Heute ist schon ein komischer
Tag.
Auf dem Weg nach Kirchberg, wo
heute der letzte Unterricht des vierten von sechs Modulen stattfand, den wir
mit einem kleinen Fest beschlossen, hörte ich in den Feuilleton-Pressestimmen
des Senders SWR2 Auszüge aus zwei Artikeln der FAZ zum 90. Geburtstag von
Martin Walser, der heute von zahlreichen Literaturliebhabern mitgefeiert wird.

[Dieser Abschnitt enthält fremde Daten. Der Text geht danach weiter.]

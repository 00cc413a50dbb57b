mod cancel;
pub mod config;
mod error;
mod handshake;
mod sender;
mod transport;
mod transport_serial;
pub mod upload;

pub use crate::cancel::CancelToken;
pub use crate::error::{exit_code, UploadError, EXIT_CANCELLED, EXIT_FAILURE};
pub use crate::handshake::{acquire, HandshakePolicy};
pub use crate::sender::{ExternalSender, Transfer, TransferOutcome, TransferRequest};
pub use crate::transport::{Console, Device, RawStreams};
pub use crate::transport_serial::{device_path, SerialDevice, SerialSpecs};
pub use crate::upload::{FlashVerify, UploadOutcome, UploadSpecs};
use anyhow::{bail, Context, Result};
use std::ffi::OsString;

use crate::handshake::HandshakePolicy;
use crate::sender::DEFAULT_SENDER;
use crate::upload::FlashVerify;

pub const ENV_SENDER: &str = "UPLOAD_YM_SENDER";
pub const ENV_HANDSHAKE_TIMEOUT: &str = "UPLOAD_YM_HANDSHAKE_TIMEOUT";
pub const ENV_HANDSHAKE_ATTEMPTS: &str = "UPLOAD_YM_HANDSHAKE_ATTEMPTS";
pub const ENV_FLASH_VERIFY: &str = "UPLOAD_YM_FLASH_VERIFY";

/// Settings the command line does not expose.
#[derive(Debug, Clone, PartialEq, Eq)]
pub struct Overrides {
    pub sender: OsString,
    pub handshake: HandshakePolicy,
    pub flash_verify: FlashVerify,
}

impl Default for Overrides {
    fn default() -> Overrides {
        Overrides {
            sender: DEFAULT_SENDER.into(),
            handshake: HandshakePolicy::default(),
            flash_verify: FlashVerify::default(),
        }
    }
}

impl Overrides {
    pub fn from_env() -> Result<Overrides> {
        Overrides::from_vars(|name| std::env::var_os(name))
    }

    /// `lookup` returns the raw value of a variable, None when unset.
    pub fn from_vars<F>(lookup: F) -> Result<Overrides>
    where
        F: Fn(&str) -> Option<OsString>,
    {
        let mut overrides = Overrides::default();
        let text = |name: &str| -> Result<Option<String>> {
            match lookup(name) {
                None => Ok(None),
                Some(value) => value
                    .into_string()
                    .map(Some)
                    .map_err(|_| anyhow::anyhow!("{} is not valid UTF-8", name)),
            }
        };

        if let Some(sender) = lookup(ENV_SENDER) {
            if sender.is_empty() {
                bail!("{} is empty", ENV_SENDER);
            }
            overrides.sender = sender;
        }

        if let Some(value) = text(ENV_HANDSHAKE_TIMEOUT)? {
            let timeout = humantime::parse_duration(value.trim())
                .with_context(|| format!("invalid {}: {:?}", ENV_HANDSHAKE_TIMEOUT, value))?;
            overrides.handshake.timeout = Some(timeout);
        }

        if let Some(value) = text(ENV_HANDSHAKE_ATTEMPTS)? {
            let attempts: u32 = value
                .trim()
                .parse()
                .with_context(|| format!("invalid {}: {:?}", ENV_HANDSHAKE_ATTEMPTS, value))?;
            if attempts == 0 {
                bail!("{} must be at least 1", ENV_HANDSHAKE_ATTEMPTS);
            }
            overrides.handshake.max_attempts = Some(attempts);
        }

        if let Some(value) = text(ENV_FLASH_VERIFY)? {
            overrides.flash_verify = match value.trim().to_lowercase().as_str() {
                "1" | "true" | "yes" | "on" => FlashVerify::Acknowledge,
                "" | "0" | "false" | "no" | "off" => FlashVerify::FireAndForget,
                _ => bail!("invalid {}: {:?}", ENV_FLASH_VERIFY, value),
            };
        }

        Ok(overrides)
    }
}

#[cfg(test)]
mod tests {
    use super::*;
    use std::collections::HashMap;
    use std::time::Duration;

    fn parse(vars: &[(&str, &str)]) -> Result<Overrides> {
        let map: HashMap<String, OsString> = vars
            .iter()
            .map(|(k, v)| (k.to_string(), OsString::from(v)))
            .collect();
        Overrides::from_vars(|name| map.get(name).cloned())
    }

    #[test]
    fn nothing_set_keeps_reference_behaviour() {
        let overrides = parse(&[]).unwrap();
        assert_eq!(overrides.sender, OsString::from("sx"));
        assert_eq!(overrides.handshake.max_attempts, None);
        assert_eq!(overrides.handshake.timeout, None);
        assert_eq!(overrides.flash_verify, FlashVerify::FireAndForget);
    }

    #[test]
    fn all_knobs() {
        let overrides = parse(&[
            (ENV_SENDER, "/usr/local/bin/lsx"),
            (ENV_HANDSHAKE_TIMEOUT, "1m 30s"),
            (ENV_HANDSHAKE_ATTEMPTS, "200"),
            (ENV_FLASH_VERIFY, "yes"),
        ])
        .unwrap();
        assert_eq!(overrides.sender, OsString::from("/usr/local/bin/lsx"));
        assert_eq!(overrides.handshake.timeout, Some(Duration::from_secs(90)));
        assert_eq!(overrides.handshake.max_attempts, Some(200));
        assert_eq!(overrides.flash_verify, FlashVerify::Acknowledge);
    }

    #[test]
    fn bad_values_name_the_variable() {
        let err = parse(&[(ENV_HANDSHAKE_TIMEOUT, "soon")]).unwrap_err();
        assert!(err.to_string().contains(ENV_HANDSHAKE_TIMEOUT));

        let err = parse(&[(ENV_HANDSHAKE_ATTEMPTS, "0")]).unwrap_err();
        assert!(err.to_string().contains(ENV_HANDSHAKE_ATTEMPTS));

        let err = parse(&[(ENV_FLASH_VERIFY, "maybe")]).unwrap_err();
        assert!(err.to_string().contains(ENV_FLASH_VERIFY));

        assert!(parse(&[(ENV_SENDER, "")]).is_err());
    }
}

Ich kaufte mir daraufhin die heutige Ausgabe der Frankfurter Allgemeinen
Zeitung in der einzigen Kirchberger Tankstelle, in der man auch überregionale
Zeitungen wie die „Süddeutsche Zeitung“, die „Welt“ und eben die FAZ bekommt. Mit
der Lektüre musste ich aber bis zum Nachmittag warten.
Unser Modul-Ende-Festchen, bei
dem meine 19 Kursteilnehmer um eine große Tafel saßen, auf der neben Obst, Chips und Tee Pizza von
Frau Sana A. aus Afghanistan und Kuchen von Frau Lida A. aus Tschetschenien angeboten wurde, war wie ein Geburtstagsfest.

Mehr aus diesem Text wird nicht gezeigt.